====== MATERIAL PROVIDED

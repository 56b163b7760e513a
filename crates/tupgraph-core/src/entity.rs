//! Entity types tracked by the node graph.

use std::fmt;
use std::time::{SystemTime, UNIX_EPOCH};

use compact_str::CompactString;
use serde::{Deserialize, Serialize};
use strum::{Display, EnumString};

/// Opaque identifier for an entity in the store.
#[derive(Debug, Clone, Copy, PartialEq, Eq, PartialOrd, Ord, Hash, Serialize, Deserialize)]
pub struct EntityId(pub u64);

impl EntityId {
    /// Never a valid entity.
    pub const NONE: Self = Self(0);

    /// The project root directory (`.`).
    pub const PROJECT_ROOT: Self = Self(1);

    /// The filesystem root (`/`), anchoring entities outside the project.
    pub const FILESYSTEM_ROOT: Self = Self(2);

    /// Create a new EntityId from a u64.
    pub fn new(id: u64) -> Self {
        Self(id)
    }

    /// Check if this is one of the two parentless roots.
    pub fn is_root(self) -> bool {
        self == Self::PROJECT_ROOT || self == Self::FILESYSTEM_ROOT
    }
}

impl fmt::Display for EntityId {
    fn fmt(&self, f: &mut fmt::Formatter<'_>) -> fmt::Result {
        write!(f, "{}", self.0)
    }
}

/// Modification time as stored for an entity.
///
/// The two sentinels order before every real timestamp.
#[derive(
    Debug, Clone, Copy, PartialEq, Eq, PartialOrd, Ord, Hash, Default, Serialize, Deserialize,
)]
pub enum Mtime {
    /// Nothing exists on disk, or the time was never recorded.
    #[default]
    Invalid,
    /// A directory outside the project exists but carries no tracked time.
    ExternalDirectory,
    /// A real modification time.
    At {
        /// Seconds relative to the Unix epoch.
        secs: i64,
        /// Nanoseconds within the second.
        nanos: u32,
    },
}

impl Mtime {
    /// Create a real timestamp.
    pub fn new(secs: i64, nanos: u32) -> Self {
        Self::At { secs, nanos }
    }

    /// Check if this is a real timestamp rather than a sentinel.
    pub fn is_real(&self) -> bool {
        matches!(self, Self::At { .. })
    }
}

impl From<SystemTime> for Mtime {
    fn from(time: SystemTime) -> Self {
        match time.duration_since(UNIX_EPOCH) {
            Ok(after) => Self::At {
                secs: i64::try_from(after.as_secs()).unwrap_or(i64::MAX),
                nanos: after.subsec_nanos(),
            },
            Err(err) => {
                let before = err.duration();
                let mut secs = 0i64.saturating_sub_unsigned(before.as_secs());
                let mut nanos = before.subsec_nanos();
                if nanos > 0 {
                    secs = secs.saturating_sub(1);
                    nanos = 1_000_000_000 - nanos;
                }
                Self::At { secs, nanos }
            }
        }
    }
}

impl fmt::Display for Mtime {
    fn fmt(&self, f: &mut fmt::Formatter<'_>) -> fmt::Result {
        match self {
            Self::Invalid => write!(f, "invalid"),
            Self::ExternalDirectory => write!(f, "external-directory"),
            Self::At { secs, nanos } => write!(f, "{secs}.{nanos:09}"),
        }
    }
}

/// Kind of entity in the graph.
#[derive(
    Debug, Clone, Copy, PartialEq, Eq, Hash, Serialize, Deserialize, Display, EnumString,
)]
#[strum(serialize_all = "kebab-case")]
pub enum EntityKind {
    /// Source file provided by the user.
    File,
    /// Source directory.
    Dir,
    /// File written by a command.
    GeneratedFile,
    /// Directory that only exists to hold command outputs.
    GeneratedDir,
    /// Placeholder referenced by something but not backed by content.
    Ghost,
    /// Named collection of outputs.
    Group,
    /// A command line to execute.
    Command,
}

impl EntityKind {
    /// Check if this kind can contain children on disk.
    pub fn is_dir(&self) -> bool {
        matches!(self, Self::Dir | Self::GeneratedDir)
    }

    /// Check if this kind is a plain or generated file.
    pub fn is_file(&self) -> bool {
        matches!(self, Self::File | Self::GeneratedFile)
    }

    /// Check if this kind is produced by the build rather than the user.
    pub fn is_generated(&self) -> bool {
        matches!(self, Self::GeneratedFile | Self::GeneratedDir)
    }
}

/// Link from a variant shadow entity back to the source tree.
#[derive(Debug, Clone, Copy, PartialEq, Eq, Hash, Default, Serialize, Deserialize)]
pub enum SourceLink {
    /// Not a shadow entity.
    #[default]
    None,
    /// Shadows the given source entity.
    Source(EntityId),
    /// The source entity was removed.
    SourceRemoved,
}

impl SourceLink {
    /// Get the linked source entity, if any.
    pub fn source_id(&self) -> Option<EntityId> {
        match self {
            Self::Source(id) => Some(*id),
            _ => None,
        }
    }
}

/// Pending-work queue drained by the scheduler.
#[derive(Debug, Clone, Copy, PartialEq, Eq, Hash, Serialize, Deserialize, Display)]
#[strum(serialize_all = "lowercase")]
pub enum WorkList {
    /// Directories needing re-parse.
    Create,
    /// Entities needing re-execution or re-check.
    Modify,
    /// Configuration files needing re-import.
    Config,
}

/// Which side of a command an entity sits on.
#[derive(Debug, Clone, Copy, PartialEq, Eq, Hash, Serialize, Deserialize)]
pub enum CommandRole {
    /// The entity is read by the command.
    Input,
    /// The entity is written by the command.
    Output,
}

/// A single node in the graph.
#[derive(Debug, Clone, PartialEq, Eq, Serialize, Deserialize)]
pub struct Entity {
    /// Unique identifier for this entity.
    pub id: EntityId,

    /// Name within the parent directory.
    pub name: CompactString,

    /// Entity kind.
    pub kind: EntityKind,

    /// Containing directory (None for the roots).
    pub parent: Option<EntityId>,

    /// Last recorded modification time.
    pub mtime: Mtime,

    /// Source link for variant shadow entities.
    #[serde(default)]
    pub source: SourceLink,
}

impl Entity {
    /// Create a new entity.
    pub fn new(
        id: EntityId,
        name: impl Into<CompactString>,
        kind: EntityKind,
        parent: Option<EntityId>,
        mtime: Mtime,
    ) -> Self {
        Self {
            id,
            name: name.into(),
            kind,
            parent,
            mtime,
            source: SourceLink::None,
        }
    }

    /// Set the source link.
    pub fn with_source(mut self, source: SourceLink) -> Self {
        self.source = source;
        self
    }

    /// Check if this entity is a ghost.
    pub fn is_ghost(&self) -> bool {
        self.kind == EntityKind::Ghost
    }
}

============

EXERCISE OBJECTIVE —
From the entries above, write out only the lines starting at the line that holds "secs = secs.saturating_sub(1);" and ending at the line that holds "impl fmt::Display for Mtime", keeping both and matching them exactly.

SOLVED PROBLEM —
                    secs = secs.saturating_sub(1);
                    nanos = 1_000_000_000 - nanos;
                }
                Self::At { secs, nanos }
            }
        }
    }
}

impl fmt::Display for Mtime {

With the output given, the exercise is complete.